» The problem: Count how many lines in the data hold the word "info", and give that number alone.

╔══

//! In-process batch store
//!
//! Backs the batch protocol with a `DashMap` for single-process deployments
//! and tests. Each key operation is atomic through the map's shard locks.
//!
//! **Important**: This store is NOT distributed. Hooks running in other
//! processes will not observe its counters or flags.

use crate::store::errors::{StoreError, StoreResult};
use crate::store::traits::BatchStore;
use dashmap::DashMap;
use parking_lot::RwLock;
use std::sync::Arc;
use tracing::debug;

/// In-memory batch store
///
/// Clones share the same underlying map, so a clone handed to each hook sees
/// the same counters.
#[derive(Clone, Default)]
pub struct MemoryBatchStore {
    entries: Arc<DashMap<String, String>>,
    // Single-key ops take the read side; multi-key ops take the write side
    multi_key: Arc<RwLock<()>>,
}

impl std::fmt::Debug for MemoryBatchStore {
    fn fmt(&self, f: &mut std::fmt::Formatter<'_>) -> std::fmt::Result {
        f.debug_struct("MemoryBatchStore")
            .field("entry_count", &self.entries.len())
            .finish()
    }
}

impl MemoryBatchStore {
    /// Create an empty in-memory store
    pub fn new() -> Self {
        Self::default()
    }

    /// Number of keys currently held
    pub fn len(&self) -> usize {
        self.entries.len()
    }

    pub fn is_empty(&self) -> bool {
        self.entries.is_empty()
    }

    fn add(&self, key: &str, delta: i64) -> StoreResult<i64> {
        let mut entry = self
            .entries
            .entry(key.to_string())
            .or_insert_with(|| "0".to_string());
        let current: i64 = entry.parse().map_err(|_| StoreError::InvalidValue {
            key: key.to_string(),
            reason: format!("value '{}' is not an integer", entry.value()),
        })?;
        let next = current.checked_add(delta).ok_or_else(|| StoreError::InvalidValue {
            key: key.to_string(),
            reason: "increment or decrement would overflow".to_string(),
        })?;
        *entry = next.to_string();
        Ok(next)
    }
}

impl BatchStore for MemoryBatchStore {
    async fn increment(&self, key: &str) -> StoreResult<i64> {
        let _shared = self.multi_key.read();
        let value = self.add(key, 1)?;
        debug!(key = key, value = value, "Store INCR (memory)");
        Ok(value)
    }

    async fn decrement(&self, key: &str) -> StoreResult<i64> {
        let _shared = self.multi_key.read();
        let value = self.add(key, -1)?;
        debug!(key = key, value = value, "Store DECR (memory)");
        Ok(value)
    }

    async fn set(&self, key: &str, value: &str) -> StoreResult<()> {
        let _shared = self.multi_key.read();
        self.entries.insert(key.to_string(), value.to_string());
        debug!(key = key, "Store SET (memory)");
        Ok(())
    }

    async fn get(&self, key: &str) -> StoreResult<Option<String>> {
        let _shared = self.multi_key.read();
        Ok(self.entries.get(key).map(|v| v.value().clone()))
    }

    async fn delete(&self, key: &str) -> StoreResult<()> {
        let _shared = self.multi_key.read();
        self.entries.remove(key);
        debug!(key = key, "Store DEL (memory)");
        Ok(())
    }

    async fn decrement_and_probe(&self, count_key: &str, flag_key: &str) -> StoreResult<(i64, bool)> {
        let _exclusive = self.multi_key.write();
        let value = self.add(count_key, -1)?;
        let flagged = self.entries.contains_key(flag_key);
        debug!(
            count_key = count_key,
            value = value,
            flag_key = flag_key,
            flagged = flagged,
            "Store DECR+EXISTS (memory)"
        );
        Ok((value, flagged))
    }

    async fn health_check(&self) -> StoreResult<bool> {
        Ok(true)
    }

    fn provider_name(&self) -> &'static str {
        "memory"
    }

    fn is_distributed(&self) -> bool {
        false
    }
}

╚══
╔══

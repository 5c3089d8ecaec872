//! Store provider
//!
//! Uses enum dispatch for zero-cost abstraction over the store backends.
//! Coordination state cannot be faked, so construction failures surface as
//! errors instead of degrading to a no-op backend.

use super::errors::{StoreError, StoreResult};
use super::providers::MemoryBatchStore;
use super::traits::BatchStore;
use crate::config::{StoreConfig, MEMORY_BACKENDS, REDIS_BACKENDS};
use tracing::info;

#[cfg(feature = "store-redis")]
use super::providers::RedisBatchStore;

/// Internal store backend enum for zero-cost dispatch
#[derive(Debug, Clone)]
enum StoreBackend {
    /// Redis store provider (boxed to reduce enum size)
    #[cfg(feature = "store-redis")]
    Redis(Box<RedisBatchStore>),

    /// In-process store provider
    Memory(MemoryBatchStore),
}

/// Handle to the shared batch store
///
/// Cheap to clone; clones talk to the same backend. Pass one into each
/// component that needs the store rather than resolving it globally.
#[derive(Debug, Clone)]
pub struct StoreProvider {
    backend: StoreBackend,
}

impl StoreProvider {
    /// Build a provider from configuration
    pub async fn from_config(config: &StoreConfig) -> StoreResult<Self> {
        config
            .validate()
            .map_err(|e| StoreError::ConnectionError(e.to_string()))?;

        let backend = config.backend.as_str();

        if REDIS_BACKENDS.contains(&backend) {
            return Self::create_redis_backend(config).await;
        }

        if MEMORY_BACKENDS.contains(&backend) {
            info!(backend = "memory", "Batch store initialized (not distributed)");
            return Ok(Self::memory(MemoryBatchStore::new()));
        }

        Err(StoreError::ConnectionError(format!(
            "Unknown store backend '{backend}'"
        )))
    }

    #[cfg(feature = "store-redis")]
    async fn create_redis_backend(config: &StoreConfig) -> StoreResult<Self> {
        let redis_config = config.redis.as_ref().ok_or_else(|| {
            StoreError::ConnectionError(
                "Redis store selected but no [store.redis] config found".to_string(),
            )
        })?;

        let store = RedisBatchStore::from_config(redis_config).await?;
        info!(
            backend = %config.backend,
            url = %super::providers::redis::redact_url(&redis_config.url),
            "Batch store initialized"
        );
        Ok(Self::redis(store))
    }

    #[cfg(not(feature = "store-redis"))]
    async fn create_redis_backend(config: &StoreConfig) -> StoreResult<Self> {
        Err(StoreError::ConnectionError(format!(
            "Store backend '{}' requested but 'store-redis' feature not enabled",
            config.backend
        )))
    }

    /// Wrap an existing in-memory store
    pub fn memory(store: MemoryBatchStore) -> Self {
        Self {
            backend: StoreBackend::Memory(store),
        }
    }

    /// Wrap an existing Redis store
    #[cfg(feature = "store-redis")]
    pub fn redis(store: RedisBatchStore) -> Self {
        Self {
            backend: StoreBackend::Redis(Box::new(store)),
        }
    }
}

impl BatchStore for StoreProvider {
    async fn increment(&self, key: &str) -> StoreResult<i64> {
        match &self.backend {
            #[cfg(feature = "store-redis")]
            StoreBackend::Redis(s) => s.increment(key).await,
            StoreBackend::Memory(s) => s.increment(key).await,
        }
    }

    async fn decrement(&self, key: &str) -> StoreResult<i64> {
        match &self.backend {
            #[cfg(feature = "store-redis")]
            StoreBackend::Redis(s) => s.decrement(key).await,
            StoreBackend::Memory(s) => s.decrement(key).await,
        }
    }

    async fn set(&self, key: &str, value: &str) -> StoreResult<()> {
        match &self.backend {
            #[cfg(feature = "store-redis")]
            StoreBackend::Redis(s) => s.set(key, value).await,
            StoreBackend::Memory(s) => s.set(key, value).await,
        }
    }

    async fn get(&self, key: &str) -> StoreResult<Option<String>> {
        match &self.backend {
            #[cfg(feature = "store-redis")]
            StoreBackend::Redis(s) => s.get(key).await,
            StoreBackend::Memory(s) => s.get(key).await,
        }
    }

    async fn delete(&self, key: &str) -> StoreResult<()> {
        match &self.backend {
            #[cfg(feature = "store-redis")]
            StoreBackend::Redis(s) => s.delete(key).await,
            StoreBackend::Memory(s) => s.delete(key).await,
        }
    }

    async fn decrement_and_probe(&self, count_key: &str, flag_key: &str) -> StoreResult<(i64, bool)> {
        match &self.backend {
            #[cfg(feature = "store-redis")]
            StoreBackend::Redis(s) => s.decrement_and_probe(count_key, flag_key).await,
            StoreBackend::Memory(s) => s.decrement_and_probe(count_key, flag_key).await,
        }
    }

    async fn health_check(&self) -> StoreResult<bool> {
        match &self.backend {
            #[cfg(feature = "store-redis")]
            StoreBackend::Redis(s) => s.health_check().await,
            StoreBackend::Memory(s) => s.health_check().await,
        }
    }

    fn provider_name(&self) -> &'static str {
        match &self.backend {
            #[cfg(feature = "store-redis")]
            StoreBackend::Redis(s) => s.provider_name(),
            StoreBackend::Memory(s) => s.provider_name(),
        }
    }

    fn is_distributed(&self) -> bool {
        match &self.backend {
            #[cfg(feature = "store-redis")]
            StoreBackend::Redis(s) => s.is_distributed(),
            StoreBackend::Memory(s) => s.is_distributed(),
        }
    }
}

╚══

» Exercise response: 3